- _Problem_:
Pull out every line below that holds the word "ToolError".

- _Dataset content_:
-- Opening Marker --

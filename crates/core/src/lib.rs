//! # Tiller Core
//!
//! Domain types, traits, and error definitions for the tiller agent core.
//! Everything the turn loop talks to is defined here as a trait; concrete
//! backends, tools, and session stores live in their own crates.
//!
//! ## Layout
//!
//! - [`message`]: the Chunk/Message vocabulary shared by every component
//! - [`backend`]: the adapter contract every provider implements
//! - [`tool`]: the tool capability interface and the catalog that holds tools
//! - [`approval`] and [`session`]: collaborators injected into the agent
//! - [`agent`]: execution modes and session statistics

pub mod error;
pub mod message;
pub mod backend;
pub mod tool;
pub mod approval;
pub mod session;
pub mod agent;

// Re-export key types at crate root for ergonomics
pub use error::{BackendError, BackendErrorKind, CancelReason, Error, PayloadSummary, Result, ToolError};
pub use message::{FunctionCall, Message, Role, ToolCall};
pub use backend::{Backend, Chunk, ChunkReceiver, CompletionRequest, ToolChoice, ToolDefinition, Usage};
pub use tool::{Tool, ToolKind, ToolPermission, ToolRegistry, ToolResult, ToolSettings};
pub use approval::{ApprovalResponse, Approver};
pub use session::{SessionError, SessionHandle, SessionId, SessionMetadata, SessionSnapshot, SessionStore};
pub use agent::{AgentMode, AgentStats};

-- Closing Marker --
-- Opening Marker --

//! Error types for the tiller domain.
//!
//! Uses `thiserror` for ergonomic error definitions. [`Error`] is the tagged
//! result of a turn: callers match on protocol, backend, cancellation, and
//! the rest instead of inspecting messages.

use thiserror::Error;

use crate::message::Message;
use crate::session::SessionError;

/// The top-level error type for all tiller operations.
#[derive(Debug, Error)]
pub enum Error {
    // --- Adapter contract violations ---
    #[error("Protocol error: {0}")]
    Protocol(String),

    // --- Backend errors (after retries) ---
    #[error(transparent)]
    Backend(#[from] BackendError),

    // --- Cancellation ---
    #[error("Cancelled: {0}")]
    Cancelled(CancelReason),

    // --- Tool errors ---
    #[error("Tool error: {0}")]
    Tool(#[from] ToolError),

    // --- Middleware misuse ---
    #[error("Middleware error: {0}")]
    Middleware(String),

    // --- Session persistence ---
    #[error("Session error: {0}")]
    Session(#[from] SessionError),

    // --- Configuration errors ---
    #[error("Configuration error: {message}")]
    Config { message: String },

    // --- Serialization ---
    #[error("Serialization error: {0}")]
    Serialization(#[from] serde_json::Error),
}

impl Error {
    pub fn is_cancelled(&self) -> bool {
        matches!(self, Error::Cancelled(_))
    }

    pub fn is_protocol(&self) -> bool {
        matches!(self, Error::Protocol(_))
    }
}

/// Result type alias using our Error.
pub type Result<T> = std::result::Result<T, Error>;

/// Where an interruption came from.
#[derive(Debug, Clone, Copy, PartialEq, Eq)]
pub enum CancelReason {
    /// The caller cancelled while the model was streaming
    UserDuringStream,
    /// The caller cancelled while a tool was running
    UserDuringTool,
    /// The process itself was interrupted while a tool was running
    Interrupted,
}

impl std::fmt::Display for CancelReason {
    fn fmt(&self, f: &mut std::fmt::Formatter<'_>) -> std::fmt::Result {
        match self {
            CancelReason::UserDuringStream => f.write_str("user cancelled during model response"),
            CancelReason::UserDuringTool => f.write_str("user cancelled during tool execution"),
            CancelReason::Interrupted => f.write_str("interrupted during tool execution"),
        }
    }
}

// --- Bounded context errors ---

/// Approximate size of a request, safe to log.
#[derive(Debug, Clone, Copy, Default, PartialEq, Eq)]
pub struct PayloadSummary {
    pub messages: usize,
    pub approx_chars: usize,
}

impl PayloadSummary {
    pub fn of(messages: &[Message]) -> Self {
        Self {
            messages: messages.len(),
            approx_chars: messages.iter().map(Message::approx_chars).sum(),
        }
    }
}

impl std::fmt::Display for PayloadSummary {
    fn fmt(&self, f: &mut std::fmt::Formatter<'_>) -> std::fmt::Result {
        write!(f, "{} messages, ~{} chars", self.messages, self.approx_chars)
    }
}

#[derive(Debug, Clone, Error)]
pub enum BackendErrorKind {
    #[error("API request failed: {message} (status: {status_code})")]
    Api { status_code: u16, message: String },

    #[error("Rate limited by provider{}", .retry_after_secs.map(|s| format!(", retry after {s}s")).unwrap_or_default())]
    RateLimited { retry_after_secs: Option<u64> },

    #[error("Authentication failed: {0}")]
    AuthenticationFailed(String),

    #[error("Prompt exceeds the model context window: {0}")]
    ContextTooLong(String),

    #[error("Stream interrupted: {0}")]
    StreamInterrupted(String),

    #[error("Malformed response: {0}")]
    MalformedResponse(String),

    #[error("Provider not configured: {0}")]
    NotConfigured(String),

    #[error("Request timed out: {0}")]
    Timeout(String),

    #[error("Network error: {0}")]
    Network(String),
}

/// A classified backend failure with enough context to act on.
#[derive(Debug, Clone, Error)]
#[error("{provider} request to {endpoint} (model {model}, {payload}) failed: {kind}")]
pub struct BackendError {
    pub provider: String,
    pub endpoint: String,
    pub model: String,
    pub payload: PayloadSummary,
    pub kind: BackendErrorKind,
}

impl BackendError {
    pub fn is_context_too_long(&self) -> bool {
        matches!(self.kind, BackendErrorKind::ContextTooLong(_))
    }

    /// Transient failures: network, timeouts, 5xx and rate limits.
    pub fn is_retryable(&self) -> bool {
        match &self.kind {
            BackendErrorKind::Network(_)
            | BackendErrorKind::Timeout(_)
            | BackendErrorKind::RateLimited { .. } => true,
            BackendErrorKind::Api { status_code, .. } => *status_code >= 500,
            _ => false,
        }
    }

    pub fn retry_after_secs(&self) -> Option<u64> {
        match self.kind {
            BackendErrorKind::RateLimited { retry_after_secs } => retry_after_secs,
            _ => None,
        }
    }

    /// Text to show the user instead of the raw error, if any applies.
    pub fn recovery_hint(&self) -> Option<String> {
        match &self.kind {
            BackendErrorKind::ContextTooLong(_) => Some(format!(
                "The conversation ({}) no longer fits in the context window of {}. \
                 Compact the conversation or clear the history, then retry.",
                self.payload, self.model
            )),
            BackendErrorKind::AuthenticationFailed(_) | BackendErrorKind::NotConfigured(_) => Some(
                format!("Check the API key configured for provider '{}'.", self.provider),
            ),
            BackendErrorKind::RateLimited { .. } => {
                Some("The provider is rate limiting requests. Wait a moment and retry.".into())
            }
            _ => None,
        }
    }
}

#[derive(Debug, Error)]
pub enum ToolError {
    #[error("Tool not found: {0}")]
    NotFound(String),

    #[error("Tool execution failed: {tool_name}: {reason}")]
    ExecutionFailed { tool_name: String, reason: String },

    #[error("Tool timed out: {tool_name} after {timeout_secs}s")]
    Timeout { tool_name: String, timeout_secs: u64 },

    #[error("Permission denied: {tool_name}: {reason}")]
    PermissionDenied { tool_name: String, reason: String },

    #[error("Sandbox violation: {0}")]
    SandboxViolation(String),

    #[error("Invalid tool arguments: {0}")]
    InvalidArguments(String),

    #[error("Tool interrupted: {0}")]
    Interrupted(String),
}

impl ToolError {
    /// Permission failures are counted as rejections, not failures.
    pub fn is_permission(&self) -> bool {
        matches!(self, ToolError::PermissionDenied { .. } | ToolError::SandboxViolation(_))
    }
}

-- Closing Marker --

- _Answer to this task_:
pub use error::{BackendError, BackendErrorKind, CancelReason, Error, PayloadSummary, Result, ToolError};
    Tool(#[from] ToolError),
pub enum ToolError {
impl ToolError {
        matches!(self, ToolError::PermissionDenied { .. } | ToolError::SandboxViolation(_))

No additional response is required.